Cette empreinte libérale se retrouve donc, en toute logique, dans presque tous les articles que nous avons à examiner, hormis l'article 2. Cela en fait au moins un, me direz-vous !
En effet, cet article 2 vise à sécuriser heureusement la situation juridique des sportifs sélectionnés en équipe de France et concerne, enfin, tous les sports ! C'est indéniable, garantir l'accès au régime d'accident du travail est une bonne mesure.
Encore faudra-t-il veiller à ce que l'application de cette disposition n'entraîne pas de transferts de charges vers les fédérations, puisqu'elles sont financées, pour partie, par les licences des sportifs quels qu'ils soient, et que le prix des licences est déjà suffisamment élevé, ce qui se ferait alors au détriment d'une meilleure accessibilité de tous aux pratiques sportives.
Quant au reste de cette proposition de loi, deux axes se dégagent.
Le premier axe du texte consiste à vouloir rendre plus performants les clubs professionnels français, de football en particulier, dans la mesure où de nombreuses études ont pu relever le déficit de compétitivité de nos clubs professionnels vis-à-vis de leurs principaux concurrents que sont les clubs britanniques, espagnols et italiens.
Pour ce faire, on nous propose d'adopter deux articles, l'article 1er concernant la rémunération de l'image collective des équipes professionnelles et l'article 3 prévoyant la suppression du prélèvement de 1 % sur la masse salariale pour les CDD.
L'article 1er sert effectivement les sportifs professionnels en les assimilant fiscalement aux artistes interprètes et en abaissant le taux d'imposition des revenus qu'ils perçoivent au titre du droit à l'image.

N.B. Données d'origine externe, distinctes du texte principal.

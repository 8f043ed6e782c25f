//! # TenMap - Labeled Block Tensors for Atomistic Machine Learning
//!
//! This is the **meta crate** that re-exports all TenMap components for
//! convenient access.
//!
//! ## Quick Start
//!
//! ```
//! use tenmap::prelude::*;
//!
//! let block = TensorBlock::new(
//!     DenseArray::<f64>::zeros(&[3, 1]),
//!     Labels::new(&["system", "atom"], vec![vec![0, 0], vec![0, 1], vec![1, 0]])?,
//!     Vec::<Labels>::new(),
//!     Labels::range("energy", 1)?,
//! )?;
//! let tensor = TensorMap::new(Labels::single(), vec![block])?;
//!
//! let systems = unique_metadata(&tensor, MetadataAxis::Samples, &["system"], None)?;
//! assert_eq!(systems.len(), 2);
//! # Ok::<(), anyhow::Error>(())
//! ```
//!
//! ## Components
//!
//! ### Core data model ([`core`])
//!
//! Labels, blocks with gradients, tensor maps, and metadata operations
//! (unique metadata, split, arithmetic).
//!
//! ### Serialization ([`io`])
//!
//! ```
//! use tenmap::core::{DenseArray, Labels, TensorBlock, TensorMap};
//!
//! let block = TensorBlock::new(
//!     DenseArray::<f32>::zeros(&[0, 2]),
//!     Labels::empty(&["system"])?,
//!     Vec::<Labels>::new(),
//!     Labels::range("n", 2)?,
//! )?;
//! let tensor = TensorMap::new(Labels::single(), vec![block])?;
//!
//! let buffer = tenmap::io::save_buffer(&tensor)?;
//! assert_eq!(tenmap::io::load_buffer::<f32>(&buffer)?, tensor);
//! # Ok::<(), anyhow::Error>(())
//! ```
//!
//! ### Atomistic outputs ([`atomistic`])
//!
//! System descriptors, requested outputs, and output contract validation.
//!
//! ### Learnable modules ([`learn`])
//!
//! `ModuleMap` and simple dense modules.
//!
//! ## Logging
//!
//! All crates emit [`tracing`](https://docs.rs/tracing) events. With the
//! `tracing` feature, [`tracing_support::init_tracing`] installs a subscriber
//! configured from the environment.

pub use tenmap_atomistic as atomistic;
pub use tenmap_core as core;
pub use tenmap_io as io;
pub use tenmap_learn as learn;

pub mod tracing_support;

pub mod prelude {
    //! Prelude module for convenient imports
    //!
    //! # Example
    //!
    //! ```
    //! use tenmap::prelude::*;
    //!
    //! let keys = Labels::range("key", 3).unwrap();
    //! assert_eq!(keys.len(), 3);
    //! ```

    // Core types
    pub use crate::core::{
        Array, DType, DenseArray, LabelRows, LabelValue, Labels, TensorBlock, TensorMap,
        TensorMapError,
    };

    // Operations
    pub use crate::core::ops::{
        add, equal_metadata, multiply, split, subtract, unique_metadata, unique_metadata_block,
        zeros_like, MetadataAxis, MetadataCheck,
    };

    // Serialization
    pub use crate::io::{load, load_buffer, save, save_buffer, IoConfig, IoError};

    // Atomistic outputs
    pub use crate::atomistic::{check_outputs, AtomicSystem, ModelOutput, OutputError, System};

    // Modules
    pub use crate::learn::{Linear, Module, ModuleMap};
}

Vous assimilez alors le sport à une activité culturelle, soit. Pour autant, l'objectif visé est bien d'exonérer des charges habituelles les recettes qui proviendraient de ce droit, en considérant ces recettes non plus comme un salaire mais comme une redevance. Dès lors, la question de l'exonération de la taxe professionnelle et de la TVA finira par se poser, puisqu'au plan fiscal la partie redevance sera imposable dans la catégorie des bénéfices non commerciaux et ne supportera donc ni la TVA ni la taxe professionnelle.
Le risque est donc grand, et du coup inacceptable, pour éviter l'hémorragie des joueurs vers des pays plus fiscalement attrayants, de commencer à ouvrir aux sportifs professionnels une porte pour sortir du droit fiscal commun, ce qui, je le crains, ne sera pas d'un grand secours à la compétitivité de nos clubs.
L'article 3, très critiquable à mon sens, prévoit la suppression du versement de 1 % sur les contrats de travail à durée déterminée. C'est une mesure de régression en parfaite adéquation avec la politique du Gouvernement d'affaiblissement du droit social et de destruction du code du travail.
Certes, le CDD d'usage est la norme dans le sport professionnel. Mais, dans la pratique, peu de CDD sont menés jusqu'à leur terme. Ils sont souvent résiliés au gré des opportunités financières sur le marché des transferts si bien que certains s'apparentent plus à des contrats d'intérim.
Par ailleurs, on sait combien est courte la durée de la carrière d'un professionnel et que le monde du sport professionnel laisse de plus en plus de jeunes sans avenir au bout de quelques années de vie dorée. Dès lors, j'ai du mal à comprendre la philosophie de cet article.
Cette suppression est choquante sur plusieurs points.
D'abord, elle permet à une catégorie d'échapper au financement de la formation et de la reconversion des sportifs, qui est pourtant une noble tâche.
Ensuite, elle va exclure des prélèvements obligatoires de très hauts salaires, les salaires de ceux qui n'auront aucun souci de formation et de reconversion.
Enfin, la grande masse des professionnels de tous les sports, qui sont loin, eux, de toucher des sommes mirobolantes et qui connaîtront ces soucis, sera privée de cette ressource.
Cela n'est pas concevable, d'autant que cette suppression, dont on sait qu'elle est l'émanation de pressions des clubs de football, ne fait pas l'unanimité au sein du mouvement sportif, notamment parmi le monde du rugby.